What to work on: An identical copy of every entry below is the required output.

Given entries:
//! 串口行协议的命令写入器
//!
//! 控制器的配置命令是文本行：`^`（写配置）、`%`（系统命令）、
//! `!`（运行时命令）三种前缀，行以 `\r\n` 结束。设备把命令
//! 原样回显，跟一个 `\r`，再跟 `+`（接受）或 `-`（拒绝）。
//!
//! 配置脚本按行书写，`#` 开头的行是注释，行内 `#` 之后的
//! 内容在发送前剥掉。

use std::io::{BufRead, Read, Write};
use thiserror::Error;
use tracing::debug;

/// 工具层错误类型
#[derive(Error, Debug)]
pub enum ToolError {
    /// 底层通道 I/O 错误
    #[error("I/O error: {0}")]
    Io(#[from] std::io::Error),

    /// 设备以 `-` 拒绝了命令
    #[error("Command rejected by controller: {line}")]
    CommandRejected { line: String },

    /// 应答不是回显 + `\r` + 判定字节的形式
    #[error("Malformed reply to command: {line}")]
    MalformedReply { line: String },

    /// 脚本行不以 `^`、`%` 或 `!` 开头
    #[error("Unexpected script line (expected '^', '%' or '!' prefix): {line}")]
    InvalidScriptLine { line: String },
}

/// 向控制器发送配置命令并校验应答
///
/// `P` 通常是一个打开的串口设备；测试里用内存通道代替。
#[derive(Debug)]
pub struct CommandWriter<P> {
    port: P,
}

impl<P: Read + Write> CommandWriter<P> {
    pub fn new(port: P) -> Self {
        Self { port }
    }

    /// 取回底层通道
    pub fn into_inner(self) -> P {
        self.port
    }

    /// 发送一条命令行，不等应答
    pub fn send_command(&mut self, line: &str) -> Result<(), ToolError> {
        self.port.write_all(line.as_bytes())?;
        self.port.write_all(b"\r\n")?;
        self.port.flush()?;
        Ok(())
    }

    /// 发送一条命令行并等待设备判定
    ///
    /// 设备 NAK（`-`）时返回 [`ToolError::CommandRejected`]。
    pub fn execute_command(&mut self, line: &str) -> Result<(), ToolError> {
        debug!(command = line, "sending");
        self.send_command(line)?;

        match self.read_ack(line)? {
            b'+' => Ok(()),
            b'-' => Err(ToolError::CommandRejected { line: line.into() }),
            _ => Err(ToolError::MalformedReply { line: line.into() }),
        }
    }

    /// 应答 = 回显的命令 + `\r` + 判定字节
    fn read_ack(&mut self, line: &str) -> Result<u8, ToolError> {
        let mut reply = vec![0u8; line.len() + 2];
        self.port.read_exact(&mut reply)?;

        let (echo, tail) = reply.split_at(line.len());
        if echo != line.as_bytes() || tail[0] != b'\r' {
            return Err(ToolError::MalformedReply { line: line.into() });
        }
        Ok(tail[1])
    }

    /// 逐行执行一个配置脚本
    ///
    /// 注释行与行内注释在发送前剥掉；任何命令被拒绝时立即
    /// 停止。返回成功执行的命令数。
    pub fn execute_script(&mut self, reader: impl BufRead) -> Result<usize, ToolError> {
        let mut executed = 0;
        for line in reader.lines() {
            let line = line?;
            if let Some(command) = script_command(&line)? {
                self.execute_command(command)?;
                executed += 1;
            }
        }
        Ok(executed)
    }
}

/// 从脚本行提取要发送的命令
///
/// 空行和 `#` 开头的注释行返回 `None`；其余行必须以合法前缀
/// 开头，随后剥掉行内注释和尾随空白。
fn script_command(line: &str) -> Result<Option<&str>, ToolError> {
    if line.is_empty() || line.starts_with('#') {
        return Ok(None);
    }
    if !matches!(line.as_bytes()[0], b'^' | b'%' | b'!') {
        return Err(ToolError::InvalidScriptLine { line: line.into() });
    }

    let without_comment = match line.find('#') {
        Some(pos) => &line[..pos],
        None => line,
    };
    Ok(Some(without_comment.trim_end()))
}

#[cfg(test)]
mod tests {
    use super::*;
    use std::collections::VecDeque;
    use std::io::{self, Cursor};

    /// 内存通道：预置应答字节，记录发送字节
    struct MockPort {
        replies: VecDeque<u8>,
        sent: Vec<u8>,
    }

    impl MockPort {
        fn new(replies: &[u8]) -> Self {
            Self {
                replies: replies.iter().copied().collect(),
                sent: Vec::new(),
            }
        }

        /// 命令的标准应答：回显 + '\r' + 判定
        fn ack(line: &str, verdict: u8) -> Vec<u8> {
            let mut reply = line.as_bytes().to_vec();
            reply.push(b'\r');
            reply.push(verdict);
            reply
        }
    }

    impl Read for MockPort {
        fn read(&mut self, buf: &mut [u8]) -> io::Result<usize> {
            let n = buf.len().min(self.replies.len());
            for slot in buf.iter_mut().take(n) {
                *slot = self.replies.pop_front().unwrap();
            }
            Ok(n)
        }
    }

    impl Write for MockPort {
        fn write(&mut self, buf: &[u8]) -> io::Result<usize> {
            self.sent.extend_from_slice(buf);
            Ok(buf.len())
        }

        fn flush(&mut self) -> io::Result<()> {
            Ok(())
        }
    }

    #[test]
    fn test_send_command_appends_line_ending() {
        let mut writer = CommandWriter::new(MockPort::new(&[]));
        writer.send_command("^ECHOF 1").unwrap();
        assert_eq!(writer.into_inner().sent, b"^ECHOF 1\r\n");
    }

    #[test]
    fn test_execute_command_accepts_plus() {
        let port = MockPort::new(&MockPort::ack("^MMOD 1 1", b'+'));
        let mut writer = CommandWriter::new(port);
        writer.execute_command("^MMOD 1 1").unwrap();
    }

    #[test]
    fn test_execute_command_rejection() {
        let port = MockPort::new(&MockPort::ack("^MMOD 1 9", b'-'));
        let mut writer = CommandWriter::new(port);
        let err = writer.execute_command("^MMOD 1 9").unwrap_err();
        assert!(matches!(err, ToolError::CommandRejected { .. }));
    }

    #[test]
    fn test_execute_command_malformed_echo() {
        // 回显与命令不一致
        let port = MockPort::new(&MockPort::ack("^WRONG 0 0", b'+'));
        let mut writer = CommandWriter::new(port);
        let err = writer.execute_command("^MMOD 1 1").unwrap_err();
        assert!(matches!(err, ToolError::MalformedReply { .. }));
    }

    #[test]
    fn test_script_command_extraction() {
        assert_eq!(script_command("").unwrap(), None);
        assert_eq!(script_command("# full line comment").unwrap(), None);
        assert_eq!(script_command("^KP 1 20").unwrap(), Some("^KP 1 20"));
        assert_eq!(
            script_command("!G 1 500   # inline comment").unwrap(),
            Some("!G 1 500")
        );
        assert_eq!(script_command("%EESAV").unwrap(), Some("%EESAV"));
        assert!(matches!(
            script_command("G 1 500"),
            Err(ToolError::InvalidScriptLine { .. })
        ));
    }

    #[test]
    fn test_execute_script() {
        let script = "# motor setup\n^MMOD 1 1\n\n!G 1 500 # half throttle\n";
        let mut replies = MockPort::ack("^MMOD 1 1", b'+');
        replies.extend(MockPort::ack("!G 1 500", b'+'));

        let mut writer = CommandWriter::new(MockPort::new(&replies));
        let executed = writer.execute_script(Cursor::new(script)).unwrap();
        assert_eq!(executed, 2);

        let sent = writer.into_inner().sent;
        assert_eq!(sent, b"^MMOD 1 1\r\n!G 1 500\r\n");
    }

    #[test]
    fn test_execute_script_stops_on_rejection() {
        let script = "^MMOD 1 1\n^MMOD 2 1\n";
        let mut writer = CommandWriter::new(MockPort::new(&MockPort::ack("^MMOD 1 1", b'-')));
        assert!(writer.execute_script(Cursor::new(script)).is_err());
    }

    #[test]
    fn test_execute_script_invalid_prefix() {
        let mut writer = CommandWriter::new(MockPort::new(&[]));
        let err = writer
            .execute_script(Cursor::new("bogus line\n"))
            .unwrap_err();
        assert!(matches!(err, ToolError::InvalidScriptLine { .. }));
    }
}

Task solution:
//! 串口行协议的命令写入器
//!
//! 控制器的配置命令是文本行：`^`（写配置）、`%`（系统命令）、
//! `!`（运行时命令）三种前缀，行以 `\r\n` 结束。设备把命令
//! 原样回显，跟一个 `\r`，再跟 `+`（接受）或 `-`（拒绝）。
//!
//! 配置脚本按行书写，`#` 开头的行是注释，行内 `#` 之后的
//! 内容在发送前剥掉。

use std::io::{BufRead, Read, Write};
use thiserror::Error;
use tracing::debug;

/// 工具层错误类型
#[derive(Error, Debug)]
pub enum ToolError {
    /// 底层通道 I/O 错误
    #[error("I/O error: {0}")]
    Io(#[from] std::io::Error),

    /// 设备以 `-` 拒绝了命令
    #[error("Command rejected by controller: {line}")]
    CommandRejected { line: String },

    /// 应答不是回显 + `\r` + 判定字节的形式
    #[error("Malformed reply to command: {line}")]
    MalformedReply { line: String },

    /// 脚本行不以 `^`、`%` 或 `!` 开头
    #[error("Unexpected script line (expected '^', '%' or '!' prefix): {line}")]
    InvalidScriptLine { line: String },
}

/// 向控制器发送配置命令并校验应答
///
/// `P` 通常是一个打开的串口设备；测试里用内存通道代替。
#[derive(Debug)]
pub struct CommandWriter<P> {
    port: P,
}

impl<P: Read + Write> CommandWriter<P> {
    pub fn new(port: P) -> Self {
        Self { port }
    }

    /// 取回底层通道
    pub fn into_inner(self) -> P {
        self.port
    }

    /// 发送一条命令行，不等应答
    pub fn send_command(&mut self, line: &str) -> Result<(), ToolError> {
        self.port.write_all(line.as_bytes())?;
        self.port.write_all(b"\r\n")?;
        self.port.flush()?;
        Ok(())
    }

    /// 发送一条命令行并等待设备判定
    ///
    /// 设备 NAK（`-`）时返回 [`ToolError::CommandRejected`]。
    pub fn execute_command(&mut self, line: &str) -> Result<(), ToolError> {
        debug!(command = line, "sending");
        self.send_command(line)?;

        match self.read_ack(line)? {
            b'+' => Ok(()),
            b'-' => Err(ToolError::CommandRejected { line: line.into() }),
            _ => Err(ToolError::MalformedReply { line: line.into() }),
        }
    }

    /// 应答 = 回显的命令 + `\r` + 判定字节
    fn read_ack(&mut self, line: &str) -> Result<u8, ToolError> {
        let mut reply = vec![0u8; line.len() + 2];
        self.port.read_exact(&mut reply)?;

        let (echo, tail) = reply.split_at(line.len());
        if echo != line.as_bytes() || tail[0] != b'\r' {
            return Err(ToolError::MalformedReply { line: line.into() });
        }
        Ok(tail[1])
    }

    /// 逐行执行一个配置脚本
    ///
    /// 注释行与行内注释在发送前剥掉；任何命令被拒绝时立即
    /// 停止。返回成功执行的命令数。
    pub fn execute_script(&mut self, reader: impl BufRead) -> Result<usize, ToolError> {
        let mut executed = 0;
        for line in reader.lines() {
            let line = line?;
            if let Some(command) = script_command(&line)? {
                self.execute_command(command)?;
                executed += 1;
            }
        }
        Ok(executed)
    }
}

/// 从脚本行提取要发送的命令
///
/// 空行和 `#` 开头的注释行返回 `None`；其余行必须以合法前缀
/// 开头，随后剥掉行内注释和尾随空白。
fn script_command(line: &str) -> Result<Option<&str>, ToolError> {
    if line.is_empty() || line.starts_with('#') {
        return Ok(None);
    }
    if !matches!(line.as_bytes()[0], b'^' | b'%' | b'!') {
        return Err(ToolError::InvalidScriptLine { line: line.into() });
    }

    let without_comment = match line.find('#') {
        Some(pos) => &line[..pos],
        None => line,
    };
    Ok(Some(without_comment.trim_end()))
}

#[cfg(test)]
mod tests {
    use super::*;
    use std::collections::VecDeque;
    use std::io::{self, Cursor};

    /// 内存通道：预置应答字节，记录发送字节
    struct MockPort {
        replies: VecDeque<u8>,
        sent: Vec<u8>,
    }

    impl MockPort {
        fn new(replies: &[u8]) -> Self {
            Self {
                replies: replies.iter().copied().collect(),
                sent: Vec::new(),
            }
        }

        /// 命令的标准应答：回显 + '\r' + 判定
        fn ack(line: &str, verdict: u8) -> Vec<u8> {
            let mut reply = line.as_bytes().to_vec();
            reply.push(b'\r');
            reply.push(verdict);
            reply
        }
    }

    impl Read for MockPort {
        fn read(&mut self, buf: &mut [u8]) -> io::Result<usize> {
            let n = buf.len().min(self.replies.len());
            for slot in buf.iter_mut().take(n) {
                *slot = self.replies.pop_front().unwrap();
            }
            Ok(n)
        }
    }

    impl Write for MockPort {
        fn write(&mut self, buf: &[u8]) -> io::Result<usize> {
            self.sent.extend_from_slice(buf);
            Ok(buf.len())
        }

        fn flush(&mut self) -> io::Result<()> {
            Ok(())
        }
    }

    #[test]
    fn test_send_command_appends_line_ending() {
        let mut writer = CommandWriter::new(MockPort::new(&[]));
        writer.send_command("^ECHOF 1").unwrap();
        assert_eq!(writer.into_inner().sent, b"^ECHOF 1\r\n");
    }

    #[test]
    fn test_execute_command_accepts_plus() {
        let port = MockPort::new(&MockPort::ack("^MMOD 1 1", b'+'));
        let mut writer = CommandWriter::new(port);
        writer.execute_command("^MMOD 1 1").unwrap();
    }

    #[test]
    fn test_execute_command_rejection() {
        let port = MockPort::new(&MockPort::ack("^MMOD 1 9", b'-'));
        let mut writer = CommandWriter::new(port);
        let err = writer.execute_command("^MMOD 1 9").unwrap_err();
        assert!(matches!(err, ToolError::CommandRejected { .. }));
    }

    #[test]
    fn test_execute_command_malformed_echo() {
        // 回显与命令不一致
        let port = MockPort::new(&MockPort::ack("^WRONG 0 0", b'+'));
        let mut writer = CommandWriter::new(port);
        let err = writer.execute_command("^MMOD 1 1").unwrap_err();
        assert!(matches!(err, ToolError::MalformedReply { .. }));
    }

    #[test]
    fn test_script_command_extraction() {
        assert_eq!(script_command("").unwrap(), None);
        assert_eq!(script_command("# full line comment").unwrap(), None);
        assert_eq!(script_command("^KP 1 20").unwrap(), Some("^KP 1 20"));
        assert_eq!(
            script_command("!G 1 500   # inline comment").unwrap(),
            Some("!G 1 500")
        );
        assert_eq!(script_command("%EESAV").unwrap(), Some("%EESAV"));
        assert!(matches!(
            script_command("G 1 500"),
            Err(ToolError::InvalidScriptLine { .. })
        ));
    }

    #[test]
    fn test_execute_script() {
        let script = "# motor setup\n^MMOD 1 1\n\n!G 1 500 # half throttle\n";
        let mut replies = MockPort::ack("^MMOD 1 1", b'+');
        replies.extend(MockPort::ack("!G 1 500", b'+'));

        let mut writer = CommandWriter::new(MockPort::new(&replies));
        let executed = writer.execute_script(Cursor::new(script)).unwrap();
        assert_eq!(executed, 2);

        let sent = writer.into_inner().sent;
        assert_eq!(sent, b"^MMOD 1 1\r\n!G 1 500\r\n");
    }

    #[test]
    fn test_execute_script_stops_on_rejection() {
        let script = "^MMOD 1 1\n^MMOD 2 1\n";
        let mut writer = CommandWriter::new(MockPort::new(&MockPort::ack("^MMOD 1 1", b'-')));
        assert!(writer.execute_script(Cursor::new(script)).is_err());
    }

    #[test]
    fn test_execute_script_invalid_prefix() {
        let mut writer = CommandWriter::new(MockPort::new(&[]));
        let err = writer
            .execute_script(Cursor::new("bogus line\n"))
            .unwrap_err();
        assert!(matches!(err, ToolError::InvalidScriptLine { .. }));
    }
}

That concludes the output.